Una lettura che scorre piacevolmente tra leggende dello sport e storie private di crescita personale.
- suggerito da Alessandra
V. Edera
Non calpestare i fiori nel deserto
Cecilia non vuole guarire.
Vuole sparire, o perlomeno prendere fiato senza dover spiegare ogni battito. Un giorno, invece di fare quello che tutti si aspettano da lei, si infila in un discount e da lì… semplicemente se ne va.
Con lei parte Platano, commesso con idee troppo grandi per la divisa che indossa, ma poi subentra un’accozzaglia di personaggi uno più strambo dell’altro.

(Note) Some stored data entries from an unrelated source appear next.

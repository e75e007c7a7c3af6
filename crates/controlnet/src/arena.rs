//! Id-indexed component storage.
//!
//! Slots freed by deletion are reused, but every allocation receives a fresh
//! id, so an id never refers to two different components over the lifetime
//! of a graph.

use std::collections::HashMap;
use std::hash::Hash;

use crate::types::{EdgeId, FaceId, VertexId};

/// Integer id usable as an arena key
pub trait ArenaId: Copy + Eq + Hash + Ord + std::fmt::Debug {
    fn from_raw(raw: u32) -> Self;
    fn raw(self) -> u32;
}

impl ArenaId for VertexId {
    fn from_raw(raw: u32) -> Self {
        Self(raw)
    }
    fn raw(self) -> u32 {
        self.0
    }
}

impl ArenaId for EdgeId {
    fn from_raw(raw: u32) -> Self {
        Self(raw)
    }
    fn raw(self) -> u32 {
        self.0
    }
}

impl ArenaId for FaceId {
    fn from_raw(raw: u32) -> Self {
        Self(raw)
    }
    fn raw(self) -> u32 {
        self.0
    }
}

#[derive(Debug, Clone)]
pub(crate) struct ComponentArena<I: ArenaId, T> {
    slots: Vec<Option<(I, T)>>,
    index: HashMap<I, usize>,
    free: Vec<usize>,
    next_id: u32,
}

impl<I: ArenaId, T> Default for ComponentArena<I, T> {
    fn default() -> Self {
        Self {
            slots: Vec::new(),
            index: HashMap::new(),
            free: Vec::new(),
            next_id: 1,
        }
    }
}

impl<I: ArenaId, T> ComponentArena<I, T> {
    /// Allocate a fresh id and store the value built from it.
    pub(crate) fn allocate(&mut self, make: impl FnOnce(I) -> T) -> I {
        let id = I::from_raw(self.next_id);
        self.next_id += 1;
        let value = make(id);
        self.place(id, value);
        id
    }

    /// Store a value under a caller-provided id (archive reads).
    ///
    /// Fails if the id is already live or is the reserved id 0.
    pub(crate) fn insert_with_id(&mut self, id: I, value: T) -> bool {
        if id.raw() == 0 || self.index.contains_key(&id) {
            return false;
        }
        self.next_id = self.next_id.max(id.raw().saturating_add(1));
        self.place(id, value);
        true
    }

    fn place(&mut self, id: I, value: T) {
        let slot = match self.free.pop() {
            Some(slot) => {
                self.slots[slot] = Some((id, value));
                slot
            }
            None => {
                self.slots.push(Some((id, value)));
                self.slots.len() - 1
            }
        };
        self.index.insert(id, slot);
    }

    pub(crate) fn remove(&mut self, id: I) -> Option<T> {
        let slot = self.index.remove(&id)?;
        let (_, value) = self.slots[slot].take()?;
        self.free.push(slot);
        Some(value)
    }

    pub(crate) fn get(&self, id: I) -> Option<&T> {
        let slot = *self.index.get(&id)?;
        self.slots[slot].as_ref().map(|(_, value)| value)
    }

    pub(crate) fn get_mut(&mut self, id: I) -> Option<&mut T> {
        let slot = *self.index.get(&id)?;
        self.slots[slot].as_mut().map(|(_, value)| value)
    }

    pub(crate) fn contains(&self, id: I) -> bool {
        self.index.contains_key(&id)
    }

    pub(crate) fn len(&self) -> usize {
        self.index.len()
    }

    /// Live values in slot order
    pub(crate) fn iter(&self) -> impl Iterator<Item = &T> {
        self.slots
            .iter()
            .filter_map(|slot| slot.as_ref().map(|(_, value)| value))
    }

    pub(crate) fn iter_mut(&mut self) -> impl Iterator<Item = &mut T> {
        self.slots
            .iter_mut()
            .filter_map(|slot| slot.as_mut().map(|(_, value)| value))
    }

    /// Live ids sorted ascending
    pub(crate) fn sorted_ids(&self) -> Vec<I> {
        let mut ids: Vec<I> = self.index.keys().copied().collect();
        ids.sort_unstable();
        ids
    }

    /// The id the next allocation will receive
    pub(crate) fn next_id(&self) -> u32 {
        self.next_id
    }
}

La giovane protagonista percorre un tortuoso e doloroso cammino insieme ad altri viandanti. Tutti loro sono in fuga da famiglie e luoghi che non possono dare risposte e nemmeno conforto. Il viaggio dura molto di più di quanto il lettore potrebbe forse immaginare all'inizio. E il ritorno, come spesso accade nella vita reale, è solo un altro punto di partenza. Ma una scoperta importante Cecilia la fa, le vie brevi, i sollievi momentanei, purtroppo non portano felicità.
- suggerito da Francesca
Angelo Persia
I palestrati. Un universo svelato
Racconti flash delle avventure di un ginnasta visionario
Le normali attività in una palestra, vissute da un attento osservatore che trae spunti da situazione, suggestioni, persone e circostanze per proiettarsi fantasticamente al di fuori del contesto ginnico. Seguendo i vari personaggi ed eventi che possono incontrarsi ed accadere in un ambiente così apparentemente delimitato, il protagonista coglie l’occasione per accompagnare il lettore nel tempo, nello spazio e nella psicologia umana, rapportando i singoli episodi a situazioni reali o immaginate
Una lettura piacevole che mi ha permesso di rivivere - ancora una volta - il mondo sportivo sia con gli occhi da istruttrice, sia con occhi da allievo/atleta in tutti quei contesti, situazioni, paure, ispirazioni, suggestioni e tanto altro che vengono a crearsi nei vari ambienti sportivi.
- suggerito da Sabrina
Yuval Noah Harari
Sapiens. Da animali a dei
Centomila anni fa almeno sei specie di umani abitavano la Terra. Erano animali insignificanti, il cui impatto sul pianeta non era superiore a quello di gorilla, lucciole o meduse. Oggi sulla terra c’è una sola specie di umani. Noi: Homo sapiens.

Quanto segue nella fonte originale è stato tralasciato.